I am in the midst of reading a section of Isaiah that contains a series of warnings and announcements of judgments against various nations. It’s grim stuff. In reading these texts with an eye towards Christmas, one passage in particular stood out to me as being, on the surface, an complete inversion of the typical Christmas vibe. In Chapter 22, the judgments turn towards “the Valley of Vision,” which is presumably an epithet for Jerusalem.

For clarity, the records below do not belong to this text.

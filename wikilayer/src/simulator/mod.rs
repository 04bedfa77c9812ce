//! Flight simulator connectors.
//!
//! A connector owns the link to a simulator and feeds [`SimulatorEvent`]s
//! into a session channel: `Connected` once the link is up, `Position` for
//! every received position, `Exited` when the simulator goes away. Real
//! simulator bindings live behind the same [`SimulatorConnector`] trait as
//! the synthetic [`DummyConnector`] used for demos and tests.

use thiserror::Error;
use tokio::sync::mpsc;
use tracing::{debug, info, warn};

use crate::geo::Position;
use crate::session::SimulatorEvent;

/// Start position of the dummy flight, on the Baltic coast.
pub const DUMMY_START_LAT: f64 = 54.153131;
/// Start position of the dummy flight.
pub const DUMMY_START_LON: f64 = 13.778811;
/// Per-request drift of the dummy flight, in degrees.
pub const DUMMY_DRIFT_DEG: f64 = 0.001;

/// Errors from simulator connectors.
#[derive(Debug, Error)]
pub enum ConnectorError {
    /// An operation required an established connection.
    #[error("Not connected to a simulator")]
    NotConnected,

    /// The session is no longer accepting events.
    #[error("Session channel closed")]
    ChannelClosed,
}

/// Connector for flight simulators.
///
/// Implementations emit events into the session channel they were
/// constructed with. Calls are serialized by the owner; connectors do not
/// need internal locking.
pub trait SimulatorConnector: Send {
    /// Whether a connection to a simulator is established.
    fn is_connected(&self) -> bool;

    /// Initiates a connection. On success a `Connected` event is emitted.
    fn connect(&mut self) -> Result<(), ConnectorError>;

    /// Disconnects. An `Exited` event is emitted if a connection was up.
    fn disconnect(&mut self) -> Result<(), ConnectorError>;

    /// Requests the current position of the aircraft. On receiving, a
    /// `Position` event is emitted.
    fn request_current_position(&mut self) -> Result<(), ConnectorError>;
}

/// Synthetic connector that drifts steadily from a seed position.
///
/// Stands in for a real simulator binding in demos and tests; every
/// position request moves the aircraft by a fixed delta.
pub struct DummyConnector {
    connected: bool,
    current: Position,
    events: mpsc::Sender<SimulatorEvent>,
}

impl DummyConnector {
    /// Creates a dummy connector feeding the given session channel.
    pub fn new(events: mpsc::Sender<SimulatorEvent>) -> Self {
        Self {
            connected: false,
            current: Position::new(DUMMY_START_LAT, DUMMY_START_LON)
                .expect("dummy seed position is valid"),
            events,
        }
    }

    /// Creates a dummy connector starting at `seed`.
    pub fn with_seed(events: mpsc::Sender<SimulatorEvent>, seed: Position) -> Self {
        Self {
            connected: false,
            current: seed,
            events,
        }
    }

    fn emit(&self, event: SimulatorEvent) -> Result<(), ConnectorError> {
        match self.events.try_send(event) {
            Ok(()) => Ok(()),
            Err(mpsc::error::TrySendError::Full(event)) => {
                // The session is behind; the next tick supersedes this one.
                warn!("Session busy, dropping simulator event {:?}", event);
                Ok(())
            }
            Err(mpsc::error::TrySendError::Closed(_)) => Err(ConnectorError::ChannelClosed),
        }
    }
}

impl SimulatorConnector for DummyConnector {
    fn is_connected(&self) -> bool {
        self.connected
    }

    fn connect(&mut self) -> Result<(), ConnectorError> {
        if self.connected {
            debug!("Already connected to dummy simulator");
            return Ok(());
        }
        info!("Connecting to dummy simulator");
        self.connected = true;
        self.emit(SimulatorEvent::Connected)
    }

    fn disconnect(&mut self) -> Result<(), ConnectorError> {
        if !self.connected {
            return Ok(());
        }
        info!("Disconnecting from dummy simulator");
        self.connected = false;
        self.emit(SimulatorEvent::Exited)
    }

    fn request_current_position(&mut self) -> Result<(), ConnectorError> {
        if !self.connected {
            return Err(ConnectorError::NotConnected);
        }

        let next = Position::new(
            self.current.latitude() - DUMMY_DRIFT_DEG,
            self.current.longitude() - DUMMY_DRIFT_DEG,
        )
        .map_err(|_| {
            // Drifted off the map; a real simulator cannot do this.
            warn!("Dummy flight left the coordinate domain, stopping drift");
            ConnectorError::NotConnected
        })?;
        self.current = next;

        debug!(
            "Dummy position {:.6}|{:.6}",
            next.latitude(),
            next.longitude()
        );
        self.emit(SimulatorEvent::Position(next))
    }
}

#[cfg(test)]
mod tests {
    use super::*;

    fn connector() -> (DummyConnector, mpsc::Receiver<SimulatorEvent>) {
        let (tx, rx) = mpsc::channel(16);
        (DummyConnector::new(tx), rx)
    }

    #[tokio::test]
    async fn test_connect_emits_connected_event() {
        let (mut sim, mut rx) = connector();
        sim.connect().unwrap();

        assert!(sim.is_connected());
        assert_eq!(rx.recv().await.unwrap(), SimulatorEvent::Connected);
    }

    #[tokio::test]
    async fn test_connect_twice_is_idempotent() {
        let (mut sim, mut rx) = connector();
        sim.connect().unwrap();
        sim.connect().unwrap();

        assert_eq!(rx.recv().await.unwrap(), SimulatorEvent::Connected);
        assert!(rx.try_recv().is_err());
    }

    #[tokio::test]
    async fn test_position_request_before_connect_fails() {
        let (mut sim, _rx) = connector();
        let result = sim.request_current_position();
        assert!(matches!(result, Err(ConnectorError::NotConnected)));
    }

    #[tokio::test]
    async fn test_positions_drift_by_fixed_delta() {
        let (mut sim, mut rx) = connector();
        sim.connect().unwrap();
        rx.recv().await.unwrap();

        sim.request_current_position().unwrap();
        sim.request_current_position().unwrap();

        let first = match rx.recv().await.unwrap() {
            SimulatorEvent::Position(p) => p,
            other => panic!("unexpected event: {:?}", other),
        };
        let second = match rx.recv().await.unwrap() {
            SimulatorEvent::Position(p) => p,
            other => panic!("unexpected event: {:?}", other),
        };

        assert!((first.latitude() - (DUMMY_START_LAT - DUMMY_DRIFT_DEG)).abs() < 1e-9);
        assert!((second.latitude() - (DUMMY_START_LAT - 2.0 * DUMMY_DRIFT_DEG)).abs() < 1e-9);
        assert!((second.longitude() - (DUMMY_START_LON - 2.0 * DUMMY_DRIFT_DEG)).abs() < 1e-9);
    }

    #[tokio::test]
    async fn test_disconnect_emits_exited_event() {
        let (mut sim, mut rx) = connector();
        sim.connect().unwrap();
        rx.recv().await.unwrap();

        sim.disconnect().unwrap();
        assert!(!sim.is_connected());
        assert_eq!(rx.recv().await.unwrap(), SimulatorEvent::Exited);
    }
}
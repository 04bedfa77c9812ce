//! Refresh cycle orchestration.

use std::collections::HashMap;
use std::sync::Arc;

use tracing::{debug, info, warn};

use crate::cache::PageCache;
use crate::geo::Position;
use crate::page::{PageKey, PageView, WikipediaPage};
use crate::telemetry::RefreshMetrics;
use crate::wikipedia::{HttpClient, WikipediaClient, DEFAULT_SEARCH_LIMIT};

use super::{RefreshConfig, RefreshPolicy};

/// Runs the refresh cycle for one session.
///
/// Owns the page cache, the debounce policy and the Wikipedia client. A
/// position tick either triggers a search-merge-backfill cycle or is served
/// straight from the warm cache; either way the caller gets the current
/// display view.
///
/// [`process_position`](Self::process_position) awaits the network inline
/// and is the simple composition for callers that already serialize ticks.
/// The session event loop uses the finer-grained steps
/// ([`decide`](Self::decide), [`apply_search_results`](Self::apply_search_results),
/// [`apply_summaries`](Self::apply_summaries), [`view`](Self::view)) to keep
/// cache writes on its own timeline while fetches run as spawned tasks.
pub struct RefreshService<H: HttpClient> {
    client: Arc<WikipediaClient<H>>,
    cache: PageCache,
    policy: RefreshPolicy,
    config: RefreshConfig,
    metrics: Arc<RefreshMetrics>,
}

impl<H: HttpClient> RefreshService<H> {
    /// Creates a service around the given client and configuration.
    pub fn new(client: WikipediaClient<H>, config: RefreshConfig) -> Self {
        let policy = RefreshPolicy::new(config.min_travel_m, config.min_interval);
        Self {
            client: Arc::new(client),
            cache: PageCache::new(),
            policy,
            config,
            metrics: Arc::new(RefreshMetrics::new()),
        }
    }

    /// The shared Wikipedia client.
    pub fn client(&self) -> Arc<WikipediaClient<H>> {
        Arc::clone(&self.client)
    }

    /// The shared metrics counters.
    pub fn metrics(&self) -> Arc<RefreshMetrics> {
        Arc::clone(&self.metrics)
    }

    /// The active configuration.
    pub fn config(&self) -> &RefreshConfig {
        &self.config
    }

    /// Whether `position` warrants a new geosearch request.
    ///
    /// Records the tick in metrics; a declined tick counts as debounced.
    pub fn decide(&self, position: Position) -> bool {
        self.metrics.record_tick();
        let fetch = self.policy.should_fetch(position);
        if !fetch {
            self.metrics.record_tick_debounced();
        }
        fetch
    }

    /// Merges search results for a request issued from `origin` and returns
    /// the keys of in-range pages still lacking a summary (bounded by the
    /// per-cycle limit), nearest first.
    pub fn apply_search_results(
        &mut self,
        origin: Position,
        pages: Vec<WikipediaPage>,
    ) -> Vec<PageKey> {
        let added = self.cache.add_new_pages_only(pages);
        self.policy.note_fetch(origin);
        self.metrics.record_search();
        self.metrics.record_pages_added(added as u64);
        if added > 0 {
            info!("Cached {} new pages ({} total)", added, self.cache.len());
        } else {
            debug!("Search returned no new pages ({} cached)", self.cache.len());
        }

        self.cache.pages_without_summary(
            &self.config.language,
            origin,
            self.config.search_radius_m,
            self.config.summary_batch_limit,
        )
    }

    /// Records a failed search so the next qualifying tick retries.
    pub fn note_search_failure(&self, error: &crate::wikipedia::WikipediaError) {
        warn!("Geosearch failed, serving cached pages: {}", error);
        self.metrics.record_search_failure();
    }

    /// Applies fetched summaries to the cache by key.
    pub fn apply_summaries(&mut self, summaries: HashMap<i64, String>) {
        let mut applied = 0u64;
        for (page_id, summary) in summaries {
            let key = PageKey::new(page_id, self.config.language.clone());
            self.cache.set_summary(&key, summary);
            applied += 1;
        }
        self.metrics.record_summaries_applied(applied);
        debug!("Applied {} summaries", applied);
    }

    /// The current display view: pages within the display radius of
    /// `position`, ascending by distance.
    pub fn view(&mut self, position: Position) -> Vec<PageView> {
        self.cache
            .get(&self.config.language, position, self.config.display_radius_m)
            .iter()
            .map(PageView::from)
            .collect()
    }

    /// Runs one full refresh cycle inline and returns the display view.
    ///
    /// Network failures degrade to serving the warm cache; they never
    /// propagate out of the cycle.
    pub async fn process_position(&mut self, position: Position) -> Vec<PageView> {
        if self.decide(position) {
            let result = self
                .client
                .search_nearby(
                    &self.config.language,
                    position,
                    self.config.search_radius_m,
                    DEFAULT_SEARCH_LIMIT,
                )
                .await;
            match result {
                Ok(pages) => {
                    let missing = self.apply_search_results(position, pages);
                    self.backfill_summaries(missing).await;
                }
                Err(e) => self.note_search_failure(&e),
            }
        }
        self.view(position)
    }

    /// Fetches and applies summaries for the given keys inline.
    async fn backfill_summaries(&mut self, keys: Vec<PageKey>) {
        if keys.is_empty() {
            return;
        }
        let ids: Vec<i64> = keys.iter().map(|k| k.page_id).collect();
        match self.client.fetch_summaries(&self.config.language, &ids).await {
            Ok(summaries) => self.apply_summaries(summaries),
            Err(e) => {
                warn!("Summary fetch failed: {}", e);
                self.metrics.record_summary_failure();
            }
        }
    }

    /// Clears the debounce state and the cache. Invoked on disconnect so a
    /// later reconnect starts a fresh cycle.
    pub fn reset(&mut self) {
        self.policy.reset();
        self.cache.clear();
        info!("Refresh state reset");
    }

    pub(crate) fn cache_mut(&mut self) -> &mut PageCache {
        &mut self.cache
    }

    pub(crate) fn policy_mut(&mut self) -> &mut RefreshPolicy {
        &mut self.policy
    }
}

In verses 12–13, the prophet says:

The Lord, the Lord Almighty,
called you on that day
to weep and to wail,
to tear out your hair and put on sackcloth.
But see, there is joy and revelry,
slaughtering of cattle and killing of sheep,
eating of meat and drinking of wine!
“Let us eat and drink,” you say,
“for tomorrow we die!” (NIV)

Of course, none of this is to say that the Christmas season is all about sorrow, any more than it is all about rejoicing. I’m certainly not trying to say that we should all be in sackcloth and ashes everyday until Christmas morn. We just need to make room for Christ to come into all spaces of our souls, rather than just the ones we’re proud to show off. He’ll come into the lowliest manger. Let him.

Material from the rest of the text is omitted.